#### Exercise input

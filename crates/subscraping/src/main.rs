mod enumerate;

use clap::{Arg, ArgAction, Command};
use std::path::PathBuf;
use std::sync::Arc;
use std::time::{Duration, SystemTime, UNIX_EPOCH};
use subscraping::config::{ProviderConfig, SessionConfig, DEFAULT_HTTP_TIMEOUT_SECS};
use subscraping::keys::RandomKeyPicker;
use subscraping::utils::{ensure_dir, log::init_tracing_subscriber, validate_domain};
use subscraping::{sources, Error, Result};
use tracing::{error, info};

fn main() -> Result<()> {
    let cli = Command::new(clap::crate_name!())
        .version(clap::crate_version!())
        .subcommand(Command::new("sources").about("List all sources"))
        .subcommand(
            Command::new("enum")
                .about("Enumerate the subdomains of a target")
                .arg(
                    Arg::new("target")
                        .help("The domain name to enumerate")
                        .value_name("TARGET")
                        .required(true)
                        .index(1),
                )
                .arg(
                    Arg::new("config")
                        .short('c')
                        .long("config")
                        .value_name("FILE")
                        .value_parser(clap::value_parser!(PathBuf))
                        .help("Provider config (YAML) holding the API keys"),
                )
                .arg(
                    Arg::new("timeout")
                        .short('t')
                        .long("timeout")
                        .value_name("SECS")
                        .value_parser(clap::value_parser!(u64))
                        .help("HTTP request timeout in seconds (default: 30)"),
                )
                .arg(
                    Arg::new("logs")
                        .short('s')
                        .long("logs")
                        .action(ArgAction::SetTrue)
                        .help("Save logs into a .log file"),
                )
                .arg(
                    Arg::new("json")
                        .short('j')
                        .long("json")
                        .action(ArgAction::SetTrue)
                        .help("Print one JSON object per subdomain"),
                ),
        )
        .arg_required_else_help(true)
        .get_matches();

    match cli.subcommand() {
        Some(("sources", _)) => {
            let sources = sources::all_sources(Arc::new(RandomKeyPicker));
            sources::display_all(&sources);
        }
        Some(("enum", args)) => {
            let target = args
                .get_one::<String>("target")
                .ok_or_else(|| Error::CliUsage("Missing target".into()))?;
            let target = validate_domain(target)?;

            // logs are written next to the other runs of this target
            let timestamp = SystemTime::now()
                .duration_since(UNIX_EPOCH)
                .map(|elapsed| elapsed.as_secs())
                .unwrap_or_default();
            let output_dir = format!("output/subscraping/{}", target);
            let save_logs = args.get_flag("logs");
            if save_logs {
                ensure_dir(output_dir.as_ref())?;
            }
            init_tracing_subscriber(save_logs, output_dir.as_ref(), &timestamp.to_string());

            let providers = match args.get_one::<PathBuf>("config") {
                Some(path) => ProviderConfig::from_file(path)?,
                None => ProviderConfig::default(),
            };
            let session_config = SessionConfig {
                timeout: Duration::from_secs(
                    *args
                        .get_one::<u64>("timeout")
                        .unwrap_or(&DEFAULT_HTTP_TIMEOUT_SECS),
                ),
                ..SessionConfig::default()
            };

            info!("Enumerating {} (run_{})", target, timestamp);
            enumerate::enumerate(&target, &providers, &session_config, args.get_flag("json"))?;
        }

        // fallback if a cmd is not handled (should not possible)
        _ => {
            error!("{:12} - Command not handled, exit program", "CLI ERROR");
            return Err(Error::CliUsage("Command not handled".into()));
        }
    }

    Ok(())
}
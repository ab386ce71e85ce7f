use crate::config::SessionConfig;
use crate::{Error, Result};
use async_trait::async_trait;
use reqwest::header::{HeaderMap, HeaderName, HeaderValue, CONTENT_TYPE, COOKIE};
use reqwest::{Client, Response};
use std::collections::HashMap;
use tokio_util::sync::CancellationToken;
use tracing::{debug, error, info, instrument, warn};

/// HTTP side of a source: sends requests and disposes of responses.
#[async_trait]
pub trait Transport: Send + Sync {
    async fn post(
        &self,
        cancel: &CancellationToken,
        url: &str,
        cookies: &str,
        headers: &HashMap<String, String>,
        body: Vec<u8>,
    ) -> Result<Response>;

    /// Reads what is left of the body so the connection goes back to the pool.
    async fn discard_response(&self, response: Response);
}

#[derive(Debug, Clone)]
pub struct Session {
    http_client: Client,
}

impl Session {
    pub fn new(config: &SessionConfig) -> Result<Self> {
        let http_client = Client::builder()
            .timeout(config.timeout)
            .user_agent(config.user_agent.as_str())
            .build()?;
        debug!("HTTP Client created: {:?}", http_client);
        Ok(Self { http_client })
    }
}

#[async_trait]
impl Transport for Session {
    #[instrument(name = "HTTP_request", level = "info", skip_all, fields(url = url))]
    async fn post(
        &self,
        _cancel: &CancellationToken,
        url: &str,
        cookies: &str,
        headers: &HashMap<String, String>,
        body: Vec<u8>,
    ) -> Result<Response> {
        let mut header_map = HeaderMap::new();
        header_map.insert(CONTENT_TYPE, HeaderValue::from_static("application/json"));
        if !cookies.is_empty() {
            if let Ok(value) = HeaderValue::from_str(cookies) {
                header_map.insert(COOKIE, value);
            }
        }
        for (name, value) in headers {
            match (
                HeaderName::from_bytes(name.as_bytes()),
                HeaderValue::from_str(value),
            ) {
                (Ok(name), Ok(value)) => {
                    header_map.insert(name, value);
                }
                _ => warn!("Skipping invalid header: {}", name),
            }
        }

        info!("Sending request");
        let res = match self
            .http_client
            .post(url)
            .headers(header_map)
            .body(body)
            .send()
            .await
        {
            Ok(res) => res,
            Err(err) => {
                error!("Reason: {}", err);
                return Err(Error::Reqwest(err));
            }
        };

        info!("Receive with status: {}", res.status());
        if !res.status().is_success() {
            let status = res.status().as_u16();
            self.discard_response(res).await;
            return Err(Error::UnexpectedStatus {
                url: url.to_string(),
                status,
            });
        }

        Ok(res)
    }

    async fn discard_response(&self, response: Response) {
        if let Err(err) = response.bytes().await {
            debug!("Discarding response body failed: {}", err);
        }
    }
}
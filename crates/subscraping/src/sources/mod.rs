pub mod odin;

use crate::keys::CredentialSource;
use crate::model::{SourceResult, Statistics};
use crate::session::Transport;
use std::sync::Arc;
use tokio_stream::wrappers::ReceiverStream;
use tokio_util::sync::CancellationToken;

use self::odin::Odin;

/// A passive subdomain data source, driven by the aggregator.
pub trait Source: Send + Sync {
    fn name(&self) -> String;
    fn description(&self) -> String;

    /// Enabled when the user does not pick sources explicitly.
    fn is_default(&self) -> bool;
    fn has_recursive_support(&self) -> bool;
    fn needs_key(&self) -> bool;
    fn add_api_keys(&mut self, keys: Vec<String>);
    fn statistics(&self) -> Statistics;

    /// Spawns the enumeration and returns immediately. The stream ends when
    /// the source has nothing left to emit.
    fn run(
        &self,
        cancel: CancellationToken,
        domain: &str,
        session: Arc<dyn Transport>,
    ) -> ReceiverStream<SourceResult>;
}

pub fn all_sources(credentials: Arc<dyn CredentialSource>) -> Vec<Box<dyn Source>> {
    vec![Box::new(Odin::new(credentials))]
}

pub fn display_all(sources: &[Box<dyn Source>]) {
    println!("\nSubdomains sources");
    for source in sources {
        let mut flags = Vec::new();
        if source.is_default() {
            flags.push("default");
        }
        if source.has_recursive_support() {
            flags.push("recursive");
        }
        if source.needs_key() {
            flags.push("key");
        }
        println!(
            "- {:12}{:45}[{}]",
            source.name(),
            source.description(),
            flags.join(", ")
        );
    }
}
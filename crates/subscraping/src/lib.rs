pub mod config;
mod error;
pub mod keys;
pub mod model;
pub mod session;
pub mod sources;
pub mod utils;

pub use error::{Error, Result};
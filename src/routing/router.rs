//! Service router: the `execute` entry point.
//!
//! Ties the cache, registry, scorer, failover manager and cost tracker into
//! one request path. All state is owned by the router instance; nothing is
//! global, so tests construct isolated routers freely.

use std::collections::HashSet;
use std::sync::Arc;

use dashmap::DashMap;
use serde::Serialize;
use serde_json::Value;
use tokio::sync::watch;
use tokio::task::JoinHandle;
use tokio::time::{Duration, Instant};
use tracing::{debug, info, warn};
use uuid::Uuid;

use super::capability::{Capability, Constraints, Requirements};
use super::cost_tracker::CostTracker;
use super::failover::{AttemptRecord, FailoverManager, RequestEnvelope};
use super::health::{BackendProbe, HealthMonitor};
use super::registry::ServerRegistry;
use super::scorer::SelectionScorer;
use crate::backend::ServiceBackend;
use crate::cache::CacheManager;
use crate::config::{validation, RouterConfig, ServerConfig};
use crate::events::{EventBus, RouterEvent};
use crate::{metrics, RouterError};

/// Per-call options for [`ServiceRouter::execute`].
#[derive(Debug, Clone, Default)]
pub struct ExecuteOptions {
    /// Caller-supplied request id. A v4 UUID is generated when absent.
    pub request_id: Option<String>,
    /// Capabilities the server must offer besides the primary one.
    pub also_required: HashSet<Capability>,
    /// Preferences and filters.
    pub constraints: Constraints,
    /// Overrides `failover.request_timeout_ms`.
    pub timeout: Option<Duration>,
    /// Skip the cache lookup (the result is still written back).
    pub bypass_cache: bool,
}

impl ExecuteOptions {
    /// Use a fixed request id.
    pub fn with_request_id(mut self, id: impl Into<String>) -> Self {
        self.request_id = Some(id.into());
        self
    }

    /// Give up after `timeout`.
    pub fn with_timeout(mut self, timeout: Duration) -> Self {
        self.timeout = Some(timeout);
        self
    }

    /// Also require `capability`.
    pub fn require(mut self, capability: Capability) -> Self {
        self.also_required.insert(capability);
        self
    }

    /// Prefer servers offering `capability`.
    pub fn prefer(mut self, capability: Capability) -> Self {
        self.constraints.preferred.insert(capability);
        self
    }

    /// Never route to `server_id`.
    pub fn exclude(mut self, server_id: impl Into<String>) -> Self {
        self.constraints.excluded.insert(server_id.into());
        self
    }

    /// Skip the cache lookup.
    pub fn bypass_cache(mut self) -> Self {
        self.bypass_cache = true;
        self
    }
}

/// Successful outcome of [`ServiceRouter::execute`].
#[derive(Debug, Clone, Serialize)]
pub struct ExecutionResult {
    /// Request id.
    pub request_id: String,
    /// Capability that produced the value (a fallback capability if the
    /// failover chain substituted one).
    pub capability: Capability,
    /// Result payload.
    pub value: Value,
    /// Server that produced the value; `None` for cache hits.
    pub server_id: Option<String>,
    /// Whether the value came from the cache.
    pub cached: bool,
    /// Attempts made (0 for cache hits).
    pub attempts: u32,
    /// Cost debited for this call.
    pub cost: f64,
    /// Wall time from entry to result.
    #[serde(with = "duration_ms")]
    pub latency: Duration,
    /// One record per attempt.
    pub history: Vec<AttemptRecord>,
}

mod duration_ms {
    use serde::Serializer;
    use tokio::time::Duration;

    pub fn serialize<S: Serializer>(d: &Duration, s: S) -> Result<S::Ok, S::Error> {
        s.serialize_f64(d.as_secs_f64() * 1000.0)
    }
}

/// Adaptive service router.
///
/// # Panics
///
/// This type and its methods never panic.
pub struct ServiceRouter {
    config: RouterConfig,
    events: EventBus,
    registry: Arc<ServerRegistry>,
    scorer: Arc<SelectionScorer>,
    backends: Arc<DashMap<String, Arc<dyn ServiceBackend>>>,
    failover: FailoverManager,
    cache: CacheManager,
    costs: CostTracker,
}

impl std::fmt::Debug for ServiceRouter {
    fn fmt(&self, f: &mut std::fmt::Formatter<'_>) -> std::fmt::Result {
        f.debug_struct("ServiceRouter")
            .field("servers", &self.registry.len())
            .field("cache", &self.cache)
            .field("costs", &self.costs)
            .finish()
    }
}

impl ServiceRouter {
    /// Create a router with no servers. `config.servers` is ignored; use
    /// [`from_config`](Self::from_config) to register them.
    pub fn new(config: RouterConfig, events: EventBus) -> Self {
        let registry = Arc::new(ServerRegistry::new(config.health.clone(), events.clone()));
        let scorer = Arc::new(SelectionScorer::new(config.scoring.clone()));
        let backends: Arc<DashMap<String, Arc<dyn ServiceBackend>>> = Arc::new(DashMap::new());
        let failover = FailoverManager::new(
            config.failover.clone(),
            Arc::clone(&registry),
            Arc::clone(&scorer),
            Arc::clone(&backends),
            events.clone(),
        );
        let cache = CacheManager::new(config.cache.clone());
        let costs = CostTracker::new(config.budget.clone(), events.clone());

        Self {
            config,
            events,
            registry,
            scorer,
            backends,
            failover,
            cache,
            costs,
        }
    }

    /// Validate `config`, then build a router and register every configured
    /// server with the backend `connect` returns for it.
    ///
    /// # Errors
    ///
    /// [`RouterError::Config`] listing every validation failure, or the first
    /// registration failure.
    pub fn from_config<F>(config: RouterConfig, events: EventBus, connect: F) -> Result<Self, RouterError>
    where
        F: Fn(&ServerConfig) -> Arc<dyn ServiceBackend>,
    {
        validation::validate(&config).map_err(|errors| {
            let joined: Vec<String> = errors.iter().map(ToString::to_string).collect();
            RouterError::Config(joined.join("; "))
        })?;

        let servers = config.servers.clone();
        let router = Self::new(config, events);
        for server in servers {
            let backend = connect(&server);
            router.register_server(server, backend)?;
        }
        info!(servers = router.registry.len(), "service router ready");
        Ok(router)
    }

    /// Add a server and the backend that serves it.
    ///
    /// # Errors
    ///
    /// [`RouterError::Validation`] for an empty or duplicate id.
    pub fn register_server(
        &self,
        config: ServerConfig,
        backend: Arc<dyn ServiceBackend>,
    ) -> Result<(), RouterError> {
        let id = config.id.clone();
        let cost = config.cost_per_request;
        self.registry.register(config)?;
        self.costs.set_base_cost(&id, cost);
        self.backends.insert(id, backend);
        Ok(())
    }

    /// Execute `capability` with `payload`.
    ///
    /// Serves from the cache when possible, otherwise selects a server,
    /// retries and fails over per the failover policy, caches the result and
    /// debits its cost.
    ///
    /// # Errors
    ///
    /// - [`RouterError::NoEligibleServer`] when no server can take the request
    /// - [`RouterError::BudgetExceeded`] when hard budget limits exclude every
    ///   otherwise-eligible server
    /// - [`RouterError::Exhausted`] after the attempt budget is spent
    /// - [`RouterError::DeadlineExceeded`] when the timeout elapses first
    pub async fn execute(
        &self,
        capability: Capability,
        payload: Value,
        options: ExecuteOptions,
    ) -> Result<ExecutionResult, RouterError> {
        let started = Instant::now();
        let request_id = options
            .request_id
            .clone()
            .unwrap_or_else(|| Uuid::new_v4().to_string());
        let cache_key = CacheManager::key(&capability, &payload);

        if !options.bypass_cache {
            if let Some(value) = self.cache.get(&cache_key) {
                return Ok(self.complete_from_cache(request_id, capability, cache_key, value, started));
            }
        }

        let mut requirements = Requirements {
            capability: capability.clone(),
            also_required: options.also_required,
            constraints: options.constraints,
        };
        self.apply_budget_limits(&request_id, &mut requirements)?;

        let timeout = options
            .timeout
            .unwrap_or_else(|| Duration::from_millis(self.config.failover.request_timeout_ms));
        let envelope = RequestEnvelope {
            request_id: request_id.clone(),
            requirements,
            payload,
            deadline: started + timeout,
        };

        let success = match self.failover.execute(&envelope).await {
            Ok(success) => success,
            Err(e) => {
                if let RouterError::NoEligibleServer { .. } = &e {
                    self.events.publish(RouterEvent::RequestFailed {
                        request_id: request_id.clone(),
                        capability: capability.clone(),
                        attempts: 0,
                        error: e.to_string(),
                    });
                }
                metrics::inc_request(capability.as_str(), "error", started.elapsed());
                return Err(e);
            }
        };

        let cost = match self
            .costs
            .record_usage(&success.server_id, &success.capability, success.latency)
        {
            Ok(cost) => cost,
            Err(e) => {
                warn!(server_id = %success.server_id, error = %e, "cost not recorded");
                0.0
            }
        };

        // Substituted capabilities answer a different question; only the
        // requested capability's own results are reusable.
        if success.capability == capability && envelope.remaining() > Duration::ZERO {
            self.cache.set(&cache_key, success.value.clone(), &capability);
        }

        let attempts = u32::try_from(success.history.len()).unwrap_or(u32::MAX);
        let latency = started.elapsed();
        self.events.publish(RouterEvent::RequestCompleted {
            request_id: request_id.clone(),
            capability: capability.clone(),
            server_id: Some(success.server_id.clone()),
            attempts,
            latency_ms: latency.as_secs_f64() * 1000.0,
        });
        metrics::inc_request(capability.as_str(), "ok", latency);
        debug!(
            request_id = %request_id,
            server_id = %success.server_id,
            attempts,
            cost,
            "request completed"
        );

        Ok(ExecutionResult {
            request_id,
            capability: success.capability,
            value: success.value,
            server_id: Some(success.server_id),
            cached: false,
            attempts,
            cost,
            latency,
            history: success.history,
        })
    }

    fn complete_from_cache(
        &self,
        request_id: String,
        capability: Capability,
        key: String,
        value: Value,
        started: Instant,
    ) -> ExecutionResult {
        let latency = started.elapsed();
        self.events.publish(RouterEvent::CacheHit {
            capability: capability.clone(),
            key,
        });
        self.events.publish(RouterEvent::RequestCompleted {
            request_id: request_id.clone(),
            capability: capability.clone(),
            server_id: None,
            attempts: 0,
            latency_ms: latency.as_secs_f64() * 1000.0,
        });
        metrics::inc_request(capability.as_str(), "cache_hit", latency);
        debug!(request_id = %request_id, capability = %capability, "served from cache");

        ExecutionResult {
            request_id,
            capability,
            value,
            server_id: None,
            cached: true,
            attempts: 0,
            cost: 0.0,
            latency,
            history: Vec::new(),
        }
    }

    /// Exclude over-budget servers when hard limits are on.
    fn apply_budget_limits(
        &self,
        request_id: &str,
        requirements: &mut Requirements,
    ) -> Result<(), RouterError> {
        if !self.costs.enforces_hard_limit() {
            return Ok(());
        }
        let over = self.costs.over_budget_servers();
        if over.is_empty() {
            return Ok(());
        }

        let before = self.registry.get_eligible(requirements);
        requirements.constraints.excluded.extend(over.iter().cloned());
        if before.is_empty() || !self.registry.get_eligible(requirements).is_empty() {
            return Ok(());
        }

        // Budget alone emptied the candidate set.
        let blocked = before.iter().find(|s| over.contains(&s.id));
        let err = match blocked.map(|s| self.costs.ensure_within_budget(&s.id)) {
            Some(Err(e)) => e,
            _ => RouterError::NoEligibleServer {
                capability: requirements.capability.clone(),
            },
        };
        warn!(request_id, error = %err, "request blocked by budget");
        self.events.publish(RouterEvent::RequestFailed {
            request_id: request_id.to_string(),
            capability: requirements.capability.clone(),
            attempts: 0,
            error: err.to_string(),
        });
        Err(err)
    }

    /// Health monitor over this router's servers and backends.
    pub fn health_monitor(&self) -> HealthMonitor {
        HealthMonitor::new(
            Arc::clone(&self.registry),
            Arc::new(BackendProbe::new(Arc::clone(&self.backends))),
            &self.config.health,
        )
    }

    /// Start periodic health checks until `shutdown` flips to `true`.
    pub fn spawn_health_monitor(&self, shutdown: watch::Receiver<bool>) -> JoinHandle<()> {
        self.health_monitor().spawn(shutdown)
    }

    /// Server registry.
    pub fn registry(&self) -> &Arc<ServerRegistry> {
        &self.registry
    }

    /// Selection scorer.
    pub fn scorer(&self) -> &Arc<SelectionScorer> {
        &self.scorer
    }

    /// Response cache.
    pub fn cache(&self) -> &CacheManager {
        &self.cache
    }

    /// Cost tracker.
    pub fn costs(&self) -> &CostTracker {
        &self.costs
    }

    /// Event bus the router publishes on.
    pub fn events(&self) -> &EventBus {
        &self.events
    }

    /// Effective configuration.
    pub fn config(&self) -> &RouterConfig {
        &self.config
    }
}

########

(Problem requirements) When "utils" shows up in a line of the material, report that line.

(Expected answer)
use subscraping::utils::{ensure_dir, log::init_tracing_subscriber, validate_domain};
pub mod utils;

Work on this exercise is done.